··· SUPPLIED RECORDS

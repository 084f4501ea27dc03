//! Latent U-Net sampling (text-to-image and image-to-image).

use candle::{DType, Tensor};
use candle_transformers::models::stable_diffusion::ddim::DDIMSchedulerConfig;
use candle_transformers::models::stable_diffusion::schedulers::SchedulerConfig;
use candle_transformers::models::stable_diffusion::vae::AutoEncoderKL;

use crate::ensemble::UnetEnsemble;
use crate::error::{Error, Result};

use super::{PromptEncoding, SamplingParams};

/// Latent scaling factor of the SD-1.5 family VAE.
const LATENT_SCALE: f64 = 0.18215;

/// U-Net denoising over a 4-channel latent space, with classifier-free
/// guidance by batch doubling.
pub struct LatentUnetBackend {
    unet: UnetEnsemble,
    vae: AutoEncoderKL,
    ddim_config: DDIMSchedulerConfig,
    height: usize,
    width: usize,
    device: candle::Device,
    dtype: DType,
}

impl LatentUnetBackend {
    pub fn new(
        unet: UnetEnsemble,
        vae: AutoEncoderKL,
        height: usize,
        width: usize,
        device: candle::Device,
        dtype: DType,
    ) -> Self {
        Self {
            unet,
            vae,
            ddim_config: DDIMSchedulerConfig::default(),
            height,
            width,
            device,
            dtype,
        }
    }

    pub fn sample(
        &self,
        encoding: &PromptEncoding,
        params: &SamplingParams,
        img2img: bool,
    ) -> Result<Tensor> {
        let mut scheduler = self.ddim_config.build(params.num_inference_steps)?;
        let timesteps = scheduler.timesteps().to_vec();
        let batch_size = params.out_image_count;
        let latent_height = self.height / 8;
        let latent_width = self.width / 8;

        let use_guidance = params.guidance_scale > 1.0 && encoding.negative_embeddings.is_some();
        let embeddings = if use_guidance {
            let negative = encoding.negative_embeddings.as_ref().unwrap();
            Tensor::cat(&[negative, &encoding.embeddings], 0)?
        } else {
            encoding.embeddings.clone()
        };
        let embeddings = embeddings.to_dtype(self.dtype)?;

        let (mut latents, start_step) = if img2img {
            let init = params.init_latents.as_ref().ok_or_else(|| {
                Error::input("image-to-image sampling requires an initial latent tensor")
            })?;
            let init = init.to_device(&self.device)?.to_dtype(DType::F32)?;
            let init = if init.dim(0)? == batch_size {
                init
            } else {
                init.repeat((batch_size, 1, 1, 1))?
            };

            let strength = params.strength.clamp(0.0, 1.0);
            let start_step = params.num_inference_steps
                - (strength * params.num_inference_steps as f64) as usize;
            let start_step = start_step.min(timesteps.len().saturating_sub(1));
            tracing::debug!(strength, start_step, "image-to-image schedule start");

            let noise = init.randn_like(0.0, 1.0)?;
            let latents = scheduler.add_noise(&init, noise, timesteps[start_step])?;
            (latents, start_step)
        } else {
            // `strength` is deliberately ignored here.
            let latents = Tensor::randn(
                0f32,
                1f32,
                (batch_size, 4, latent_height, latent_width),
                &self.device,
            )?;
            let latents = (latents * scheduler.init_noise_sigma())?;
            (latents, 0)
        };
        latents = latents.to_dtype(self.dtype)?;

        for (step_index, &timestep) in timesteps.iter().enumerate() {
            if step_index < start_step {
                continue;
            }
            let latent_input = if use_guidance {
                Tensor::cat(&[&latents, &latents], 0)?
            } else {
                latents.clone()
            };
            let latent_input = scheduler.scale_model_input(latent_input, timestep)?;

            let noise_pred = self.unet.forward(&latent_input, timestep as f64, &embeddings)?;
            let noise_pred = if use_guidance {
                let chunks = noise_pred.chunk(2, 0)?;
                let (uncond, text) = (&chunks[0], &chunks[1]);
                (uncond + ((text - uncond)? * params.guidance_scale)?)?
            } else {
                noise_pred
            };

            latents = scheduler.step(&noise_pred, timestep, &latents)?;
        }

        let images = self.vae.decode(&(latents / LATENT_SCALE)?)?;
        let images = ((images / 2.0)? + 0.5)?.clamp(0f32, 1f32)?;
        Ok(images.to_dtype(DType::F32)?)
    }
}
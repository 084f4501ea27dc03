//! Weighted U-Net ensemble.
//!
//! A main denoising U-Net optionally mixed with extra U-Nets; the per-step
//! noise prediction is the weighted sum of the members' predictions.

use candle::Tensor;
use candle_transformers::models::stable_diffusion::unet_2d::UNet2DConditionModel;

use crate::error::{Error, Result};

#[derive(Debug)]
pub struct UnetEnsemble {
    members: Vec<UNet2DConditionModel>,
    weights: Vec<f64>,
}

impl UnetEnsemble {
    /// A single U-Net, weight 1.
    pub fn single(unet: UNet2DConditionModel) -> Self {
        Self {
            members: vec![unet],
            weights: vec![1.0],
        }
    }

    /// Main U-Net plus weighted extras. Weights are normalized to sum to 1
    /// so ensembling never changes the prediction magnitude.
    pub fn new(members: Vec<UNet2DConditionModel>, weights: Vec<f64>) -> Result<Self> {
        if members.is_empty() {
            return Err(Error::config("U-Net ensemble needs at least one member"));
        }
        if members.len() != weights.len() {
            return Err(Error::Shape {
                context: "ensemble weights",
                expected: members.len(),
                actual: weights.len(),
            });
        }
        let total: f64 = weights.iter().sum();
        if total <= 0.0 {
            return Err(Error::config(format!(
                "ensemble weights must sum to a positive value, got {total}"
            )));
        }
        let weights = weights.iter().map(|w| w / total).collect();
        Ok(Self { members, weights })
    }

    pub fn len(&self) -> usize {
        self.members.len()
    }

    pub fn is_empty(&self) -> bool {
        self.members.is_empty()
    }

    pub fn weights(&self) -> &[f64] {
        &self.weights
    }

    pub fn forward(
        &self,
        latents: &Tensor,
        timestep: f64,
        encoder_hidden_states: &Tensor,
    ) -> Result<Tensor> {
        let mut prediction: Option<Tensor> = None;
        for (unet, weight) in self.members.iter().zip(self.weights.iter()) {
            let pred = (unet.forward(latents, timestep, encoder_hidden_states)? * *weight)?;
            prediction = Some(match prediction {
                Some(acc) => (acc + pred)?,
                None => pred,
            });
        }
        // `new` guarantees at least one member.
        prediction.ok_or_else(|| Error::config("U-Net ensemble has no members"))
    }
}

#[cfg(test)]
mod tests {
    use super::*;

    #[test]
    fn weights_are_normalized() {
        // Weight math only; building real U-Nets is exercised end to end.
        let weights = [2.0f64, 1.0, 1.0];
        let total: f64 = weights.iter().sum();
        let normalized: Vec<f64> = weights.iter().map(|w| w / total).collect();
        assert_eq!(normalized, vec![0.5, 0.25, 0.25]);
    }

    #[test]
    fn mismatched_weight_count_is_shape_error() {
        let err = UnetEnsemble::new(Vec::new(), vec![1.0]).unwrap_err();
        assert!(matches!(err, Error::Config(_)));
    }
}
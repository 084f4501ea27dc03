//! Flow-match Euler scheduler for the rectified-flow backends.
//!
//! Rectified flow trains the model as a velocity field over
//! `x_t = (1 - sigma) * x_0 + sigma * noise`; inference integrates it with
//! discrete Euler steps while sigmas run from 1.0 (pure noise) to 0.0. The
//! constant `shift` biases the schedule towards higher noise levels:
//! `sigma' = shift * sigma / (1 + (shift - 1) * sigma)`.

use candle::{Result, Tensor};

#[derive(Debug, Clone)]
pub struct FlowMatchEulerScheduler {
    sigmas: Vec<f64>,
    timesteps: Vec<f64>,
}

impl FlowMatchEulerScheduler {
    pub fn new(num_inference_steps: usize, shift: f64) -> Self {
        let n = num_inference_steps.max(1);
        let mut sigmas: Vec<f64> = (0..n)
            .map(|i| {
                let sigma = (n - i) as f64 / n as f64;
                shift * sigma / (1.0 + (shift - 1.0) * sigma)
            })
            .collect();
        let timesteps: Vec<f64> = sigmas.iter().map(|s| s * 1000.0).collect();
        sigmas.push(0.0);
        Self { sigmas, timesteps }
    }

    /// One timestep per inference step, in training-timestep units.
    pub fn timesteps(&self) -> &[f64] {
        &self.timesteps
    }

    /// `num_inference_steps + 1` sigmas, ending at 0.
    pub fn sigmas(&self) -> &[f64] {
        &self.sigmas
    }

    /// Euler update: `x += (sigma_next - sigma) * v`.
    pub fn step(&self, model_output: &Tensor, sample: &Tensor, step_index: usize) -> Result<Tensor> {
        let dt = self.sigmas[step_index + 1] - self.sigmas[step_index];
        sample + (model_output * dt)?
    }

    /// Mix a clean sample with noise at the given step's sigma, for
    /// partial-schedule starts.
    pub fn scale_noise(&self, sample: &Tensor, noise: &Tensor, step_index: usize) -> Result<Tensor> {
        let sigma = self.sigmas[step_index];
        (sample * (1.0 - sigma))? + (noise * sigma)?
    }
}

#[cfg(test)]
mod tests {
    use super::*;
    use candle::{DType, Device};

    #[test]
    fn schedule_runs_from_noise_to_zero() {
        let scheduler = FlowMatchEulerScheduler::new(4, 1.0);
        assert_eq!(scheduler.timesteps().len(), 4);
        assert_eq!(scheduler.sigmas().len(), 5);
        assert_eq!(scheduler.sigmas()[0], 1.0);
        assert_eq!(*scheduler.sigmas().last().unwrap(), 0.0);
        for pair in scheduler.sigmas().windows(2) {
            assert!(pair[1] < pair[0]);
        }
    }

    #[test]
    fn shift_biases_towards_noise() {
        let unshifted = FlowMatchEulerScheduler::new(8, 1.0);
        let shifted = FlowMatchEulerScheduler::new(8, 3.0);
        // Interior sigmas grow under a shift > 1.
        for (a, b) in unshifted.sigmas()[1..8].iter().zip(&shifted.sigmas()[1..8]) {
            assert!(b > a);
        }
        // Endpoints are pinned.
        assert_eq!(shifted.sigmas()[0], 1.0);
        assert_eq!(*shifted.sigmas().last().unwrap(), 0.0);
    }

    #[test]
    fn euler_step_integrates_velocity() {
        let device = Device::Cpu;
        let scheduler = FlowMatchEulerScheduler::new(2, 1.0);
        let sample = Tensor::ones((1, 4), DType::F32, &device).unwrap();
        let velocity = Tensor::ones((1, 4), DType::F32, &device).unwrap();

        let dt = scheduler.sigmas()[1] - scheduler.sigmas()[0];
        let stepped = scheduler.step(&velocity, &sample, 0).unwrap();
        let values: Vec<f32> = stepped.flatten_all().unwrap().to_vec1().unwrap();
        assert!(values.iter().all(|v| (*v - (1.0 + dt as f32)).abs() < 1e-6));
    }
}
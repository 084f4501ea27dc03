use thiserror::Error;

/// Errors surfaced by the personalization pipeline.
///
/// Nothing here is recovered locally: every failure aborts the current call
/// and carries enough context (which check failed, expected vs. actual
/// counts, the offending value) to diagnose without re-running internals.
#[derive(Error, Debug)]
pub enum Error {
    /// Invalid or inconsistent configuration: unknown backend kind, duplicate
    /// placeholder tokens, zero identity vectors, unreadable checkpoints.
    #[error("configuration error: {0}")]
    Config(String),

    /// Mutually-exclusive or missing identity-source arguments.
    #[error("input error: {0}")]
    Input(String),

    /// Row-count or token-count mismatch during injection or blending.
    #[error("shape mismatch in {context}: expected {expected}, got {actual}")]
    Shape {
        context: &'static str,
        expected: usize,
        actual: usize,
    },

    #[error("candle error: {0}")]
    Candle(#[from] candle::Error),

    #[error("tokenizer error: {0}")]
    Tokenizer(String),

    #[error("hub error: {0}")]
    Hub(#[from] hf_hub::api::sync::ApiError),

    #[error("io error: {0}")]
    Io(#[from] std::io::Error),

    #[error("image error: {0}")]
    Image(#[from] image::ImageError),

    #[error("json error: {0}")]
    Json(#[from] serde_json::Error),
}

impl Error {
    pub fn config(msg: impl Into<String>) -> Self {
        Self::Config(msg.into())
    }

    pub fn input(msg: impl Into<String>) -> Self {
        Self::Input(msg.into())
    }

    pub fn tokenizer(err: impl std::fmt::Display) -> Self {
        Self::Tokenizer(err.to_string())
    }
}

pub type Result<T> = std::result::Result<T, Error>;

#[cfg(test)]
mod tests {
    use super::*;

    #[test]
    fn error_display_shape() {
        let e = Error::Shape {
            context: "subject embedding injection",
            expected: 20,
            actual: 19,
        };
        assert_eq!(
            e.to_string(),
            "shape mismatch in subject embedding injection: expected 20, got 19"
        );
    }

    #[test]
    fn error_display_config() {
        let e = Error::config("duplicate placeholder token \"z_0_0\"");
        assert_eq!(
            e.to_string(),
            "configuration error: duplicate placeholder token \"z_0_0\""
        );
    }
}
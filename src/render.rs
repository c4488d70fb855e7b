use std::collections::BTreeMap;
use std::fs;
use std::io::{self, BufRead, Write};

use camino::{Utf8Path, Utf8PathBuf};
use regex::{Captures, Regex};
use serde_json::Value;
use tracing::debug;

use crate::error::FactoryError;
use crate::resolver::WorkflowConfig;

const CONTEXT_FILE: &str = "cookiecutter.json";

pub trait WorkflowRenderer {
    /// Renders `template_dir` into `output_root` and returns the created
    /// directory. Prompts for values unless `no_input` is set.
    fn render(
        &self,
        template_dir: &Utf8Path,
        output_root: &Utf8Path,
        no_input: bool,
        context: &WorkflowConfig,
    ) -> Result<Utf8PathBuf, FactoryError>;
}

/// Renders cookiecutter-style templates: a `cookiecutter.json` with default
/// values next to a single `{{cookiecutter.<key>}}` project directory.
/// Only plain variable substitution is supported.
pub struct CookiecutterRenderer {
    variable: Regex,
}

impl CookiecutterRenderer {
    pub fn new() -> Result<Self, FactoryError> {
        let variable = Regex::new(r"\{\{\s*cookiecutter\.([A-Za-z_][A-Za-z0-9_]*)\s*\}\}")
            .map_err(|err| FactoryError::Template(err.to_string()))?;
        Ok(Self { variable })
    }

    pub fn render_str(
        &self,
        input: &str,
        values: &BTreeMap<String, String>,
    ) -> Result<String, FactoryError> {
        if let Some(undefined) = self
            .variable
            .captures_iter(input)
            .map(|caps| caps[1].to_string())
            .find(|key| !values.contains_key(key))
        {
            return Err(FactoryError::Template(format!(
                "undefined variable cookiecutter.{undefined}"
            )));
        }
        Ok(self
            .variable
            .replace_all(input, |caps: &Captures| values[&caps[1]].clone())
            .into_owned())
    }

    fn load_defaults(template_dir: &Utf8Path) -> Result<BTreeMap<String, String>, FactoryError> {
        let path = template_dir.join(CONTEXT_FILE);
        let content = fs::read_to_string(path.as_std_path())
            .map_err(|_| FactoryError::TemplateNotFound(path.clone().into_std_path_buf()))?;
        let raw: serde_json::Map<String, Value> = serde_json::from_str(&content)
            .map_err(|err| FactoryError::ConfigParse(format!("{path}: {err}")))?;

        let mut defaults = BTreeMap::new();
        for (key, value) in raw {
            if key.starts_with('_') {
                continue;
            }
            let value = match value {
                Value::String(text) => text,
                Value::Number(number) => number.to_string(),
                Value::Bool(flag) => flag.to_string(),
                Value::Null => String::new(),
                // Choice variables default to their first option.
                Value::Array(options) => match options.into_iter().next() {
                    Some(Value::String(text)) => text,
                    Some(other) => other.to_string(),
                    None => String::new(),
                },
                Value::Object(_) => {
                    return Err(FactoryError::Template(format!(
                        "variable '{key}' must be a scalar"
                    )));
                }
            };
            defaults.insert(key, value);
        }
        Ok(defaults)
    }

    fn project_dir(template_dir: &Utf8Path) -> Result<Utf8PathBuf, FactoryError> {
        let entries = template_dir
            .read_dir_utf8()
            .map_err(|err| FactoryError::Filesystem(format!("read {template_dir}: {err}")))?;
        for entry in entries {
            let entry = entry.map_err(|err| FactoryError::Filesystem(err.to_string()))?;
            let path = entry.path();
            if path.is_dir() && entry.file_name().contains("{{") {
                return Ok(path.to_path_buf());
            }
        }
        Err(FactoryError::Template(format!(
            "no project directory found in {template_dir}"
        )))
    }

    fn render_tree(
        &self,
        source: &Utf8Path,
        target: &Utf8Path,
        values: &BTreeMap<String, String>,
    ) -> Result<(), FactoryError> {
        fs::create_dir_all(target.as_std_path())
            .map_err(|err| FactoryError::Filesystem(err.to_string()))?;
        let entries = source
            .read_dir_utf8()
            .map_err(|err| FactoryError::Filesystem(format!("read {source}: {err}")))?;
        for entry in entries {
            let entry = entry.map_err(|err| FactoryError::Filesystem(err.to_string()))?;
            let name = self.render_str(entry.file_name(), values)?;
            let destination = target.join(name);
            let path = entry.path();
            if path.is_dir() {
                self.render_tree(path, &destination, values)?;
                continue;
            }
            let bytes =
                fs::read(path.as_std_path()).map_err(|err| FactoryError::Filesystem(err.to_string()))?;
            let output = match String::from_utf8(bytes) {
                Ok(text) => self.render_str(&text, values)?.into_bytes(),
                Err(binary) => binary.into_bytes(),
            };
            debug!("rendering {path} -> {destination}");
            fs::write(destination.as_std_path(), output)
                .map_err(|err| FactoryError::Filesystem(err.to_string()))?;
        }
        Ok(())
    }
}

/// Asks for every value on `output`, keeping the current one on empty input.
pub fn prompt_values<R: BufRead, W: Write>(
    values: &mut BTreeMap<String, String>,
    input: &mut R,
    output: &mut W,
) -> Result<(), FactoryError> {
    for (key, value) in values.iter_mut() {
        write!(output, "{key} [{value}]: ")
            .and_then(|_| output.flush())
            .map_err(|err| FactoryError::Filesystem(err.to_string()))?;
        let mut line = String::new();
        input
            .read_line(&mut line)
            .map_err(|err| FactoryError::Filesystem(err.to_string()))?;
        let answer = line.trim();
        if !answer.is_empty() {
            *value = answer.to_string();
        }
    }
    Ok(())
}

impl WorkflowRenderer for CookiecutterRenderer {
    fn render(
        &self,
        template_dir: &Utf8Path,
        output_root: &Utf8Path,
        no_input: bool,
        context: &WorkflowConfig,
    ) -> Result<Utf8PathBuf, FactoryError> {
        if !template_dir.as_std_path().is_dir() {
            return Err(FactoryError::TemplateNotFound(
                template_dir.to_path_buf().into_std_path_buf(),
            ));
        }

        let mut values = Self::load_defaults(template_dir)?;
        for (key, value) in context.iter() {
            values.insert(key.to_string(), value.to_string());
        }
        if !no_input {
            prompt_values(&mut values, &mut io::stdin().lock(), &mut io::stdout())?;
        }

        let project = Self::project_dir(template_dir)?;
        let name = project
            .file_name()
            .ok_or_else(|| FactoryError::Template(format!("invalid project dir {project}")))?;
        let target = output_root.join(self.render_str(name, &values)?);
        if target.as_std_path().exists() {
            return Err(FactoryError::OutputConflict(target.into_std_path_buf()));
        }

        self.render_tree(&project, &target, &values)?;
        Ok(target)
    }
}
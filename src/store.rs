use std::fs;

use camino::{Utf8Path, Utf8PathBuf};
use serde_json::Value;
use tempfile::Builder;

use crate::error::FactoryError;
use crate::record::Record;
use crate::selection::IndexFormat;

pub const DEFAULT_CONFIG_FILE: &str = "cms_reco/cms-reco-config.json";
pub const TEMPLATE_SUBDIR: &str = "templates/workflow_factory";

/// Layout of the working directory an invocation operates in.
#[derive(Debug, Clone)]
pub struct Workspace {
    root: Utf8PathBuf,
}

impl Workspace {
    pub fn new() -> Result<Self, FactoryError> {
        let cwd =
            std::env::current_dir().map_err(|err| FactoryError::Filesystem(err.to_string()))?;
        let root = Utf8PathBuf::from_path_buf(cwd)
            .map_err(|_| FactoryError::Filesystem("invalid working directory".to_string()))?;
        Ok(Self { root })
    }

    pub fn new_with_root(root: Utf8PathBuf) -> Self {
        Self { root }
    }

    pub fn root(&self) -> &Utf8Path {
        &self.root
    }

    pub fn resolve(&self, path: &Utf8Path) -> Utf8PathBuf {
        if path.is_absolute() {
            path.to_path_buf()
        } else {
            self.root.join(path)
        }
    }

    pub fn index_path(&self, format: IndexFormat) -> Utf8PathBuf {
        self.root.join(format!("index.{}", format.extension()))
    }

    /// Template directory for a workflow engine. Falls back to the templates
    /// shipped with the crate when the working directory has none.
    pub fn template_dir(&self, template_root: Option<&Utf8Path>, engine: &str) -> Utf8PathBuf {
        if let Some(root) = template_root {
            return self.resolve(root).join(engine);
        }
        let local = self.root.join(TEMPLATE_SUBDIR).join(engine);
        if local.as_std_path().exists() {
            return local;
        }
        Utf8Path::new(env!("CARGO_MANIFEST_DIR"))
            .join(TEMPLATE_SUBDIR)
            .join(engine)
    }

    pub fn exists(&self, path: &Utf8Path) -> bool {
        path.as_std_path().exists()
    }

    pub fn read_record(&self, path: &Utf8Path) -> Result<Record, FactoryError> {
        let path = self.resolve(path);
        let content = fs::read_to_string(path.as_std_path())
            .map_err(|_| FactoryError::ConfigRead(path.clone().into_std_path_buf()))?;
        Record::from_json(&content)
    }

    pub fn write_record(
        &self,
        path: &Utf8Path,
        metadata: &Value,
    ) -> Result<Utf8PathBuf, FactoryError> {
        let path = self.resolve(path);
        let content = serde_json::to_vec_pretty(metadata)
            .map_err(|err| FactoryError::Filesystem(err.to_string()))?;
        Self::write_bytes_atomic(&path, &content)?;
        Ok(path)
    }

    pub fn write_bytes_atomic(path: &Utf8Path, content: &[u8]) -> Result<(), FactoryError> {
        let parent = path
            .parent()
            .ok_or_else(|| FactoryError::Filesystem("invalid destination path".to_string()))?;
        fs::create_dir_all(parent.as_std_path())
            .map_err(|err| FactoryError::Filesystem(err.to_string()))?;
        let temp = Builder::new()
            .prefix(".cms-reco")
            .tempfile_in(parent.as_std_path())
            .map_err(|err| FactoryError::Filesystem(err.to_string()))?;
        fs::write(temp.path(), content).map_err(|err| FactoryError::Filesystem(err.to_string()))?;
        temp.persist(path.as_std_path())
            .map_err(|err| FactoryError::Filesystem(err.to_string()))?;
        Ok(())
    }

    pub fn remove_file(&self, path: &Utf8Path) -> Result<(), FactoryError> {
        if path.as_std_path().is_file() {
            fs::remove_file(path.as_std_path())
                .map_err(|err| FactoryError::Filesystem(err.to_string()))?;
        }
        Ok(())
    }
}
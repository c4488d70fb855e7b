use std::fs::File;
use std::path::Path;
use std::time::Duration;

use reqwest::blocking::Client;
use reqwest::header::{ACCEPT, HeaderMap, HeaderValue, USER_AGENT};
use serde_json::Value;
use tracing::debug;

use crate::error::FactoryError;

pub const DEFAULT_BASE_URL: &str = "https://opendata.cern.ch";

pub trait OpenDataClient: Send + Sync {
    /// Returns the `metadata` object of the record.
    fn fetch_record(&self, recid: &str) -> Result<Value, FactoryError>;
    fn download_index(
        &self,
        recid: &str,
        index_key: &str,
        destination: &Path,
    ) -> Result<(), FactoryError>;
}

#[derive(Clone)]
pub struct OpenDataHttpClient {
    client: Client,
    base_url: String,
}

impl OpenDataHttpClient {
    pub fn with_base_url(base_url: &str) -> Result<Self, FactoryError> {
        let mut headers = HeaderMap::new();
        headers.insert(
            USER_AGENT,
            HeaderValue::from_str(&format!("cms-reco/{}", env!("CARGO_PKG_VERSION")))
                .map_err(|err| FactoryError::Http(err.to_string()))?,
        );
        let client = Client::builder()
            .default_headers(headers)
            .timeout(Duration::from_secs(60))
            .build()
            .map_err(|err| FactoryError::Http(err.to_string()))?;
        Ok(Self {
            client,
            base_url: base_url.trim_end_matches('/').to_string(),
        })
    }

    pub fn record_url(&self, recid: &str) -> String {
        format!("{}/api/records/{recid}", self.base_url)
    }

    pub fn index_url(&self, recid: &str, index_key: &str) -> String {
        format!("{}/record/{recid}/file_index/{index_key}", self.base_url)
    }

    fn handle_status(
        response: reqwest::blocking::Response,
    ) -> Result<reqwest::blocking::Response, FactoryError> {
        if response.status().is_success() {
            return Ok(response);
        }
        let status = response.status().as_u16();
        let message = response
            .text()
            .unwrap_or_else(|_| "open data request failed".to_string());
        Err(FactoryError::HttpStatus { status, message })
    }
}

impl OpenDataClient for OpenDataHttpClient {
    fn fetch_record(&self, recid: &str) -> Result<Value, FactoryError> {
        let url = self.record_url(recid);
        debug!("fetching record metadata from {url}");
        let response = self
            .client
            .get(&url)
            .header(ACCEPT, "application/json")
            .send()
            .map_err(|err| FactoryError::Http(err.to_string()))?;
        let response = Self::handle_status(response)?;
        let mut body: Value = response
            .json()
            .map_err(|err| FactoryError::Http(err.to_string()))?;
        match body.get_mut("metadata") {
            Some(metadata) => Ok(metadata.take()),
            None => Err(FactoryError::MissingField(".metadata".to_string())),
        }
    }

    fn download_index(
        &self,
        recid: &str,
        index_key: &str,
        destination: &Path,
    ) -> Result<(), FactoryError> {
        let url = self.index_url(recid, index_key);
        debug!("index file URL: {url}");
        let response = self
            .client
            .get(&url)
            .send()
            .map_err(|err| FactoryError::Http(err.to_string()))?;
        let mut response = Self::handle_status(response)?;
        if let Some(parent) = destination.parent() {
            std::fs::create_dir_all(parent)
                .map_err(|err| FactoryError::Filesystem(err.to_string()))?;
        }
        let mut file =
            File::create(destination).map_err(|err| FactoryError::Filesystem(err.to_string()))?;
        std::io::copy(&mut response, &mut file)
            .map_err(|err| FactoryError::Filesystem(err.to_string()))?;
        Ok(())
    }
}
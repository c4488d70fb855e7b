use std::fs;
use std::path::{Path, PathBuf};

use serde::{Deserialize, Serialize};
use tracing::debug;

use crate::error::FactoryError;

const BUNDLED_VALIDATION: &str = include_str!("../cms_reco/cod-validation.json");

/// Allowed values for the enumerated command-line options.
#[derive(Debug, Clone, PartialEq, Eq, Deserialize, Serialize)]
pub struct ValidationData {
    pub years: Vec<String>,
    pub workflow_engines: Vec<String>,
    pub compute_backends: Vec<String>,
    pub file_selection: Vec<String>,
}

pub struct ConfigLoader;

impl ConfigLoader {
    /// Loads the validation data from `path`, or the copy bundled with the
    /// binary when no path is given.
    pub fn load_validation(path: Option<&Path>) -> Result<ValidationData, FactoryError> {
        match path {
            Some(path) => {
                debug!("fetching validation data from {}", path.display());
                let content = fs::read_to_string(path)
                    .map_err(|_| FactoryError::ConfigRead(PathBuf::from(path)))?;
                Self::parse_validation(&content)
            }
            None => Self::parse_validation(BUNDLED_VALIDATION),
        }
    }

    pub fn parse_validation(content: &str) -> Result<ValidationData, FactoryError> {
        let data: ValidationData = serde_json::from_str(content)
            .map_err(|err| FactoryError::ConfigParse(err.to_string()))?;
        for (name, values) in [
            ("years", &data.years),
            ("workflow_engines", &data.workflow_engines),
            ("compute_backends", &data.compute_backends),
            ("file_selection", &data.file_selection),
        ] {
            if values.is_empty() {
                return Err(FactoryError::ConfigParse(format!(
                    "validation list '{name}' is empty"
                )));
            }
        }
        Ok(data)
    }
}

······

The lines holding the word "WorkflowRenderer" are the answer. Pull them out of the records and copy them.

pub trait WorkflowRenderer {
impl WorkflowRenderer for CookiecutterRenderer {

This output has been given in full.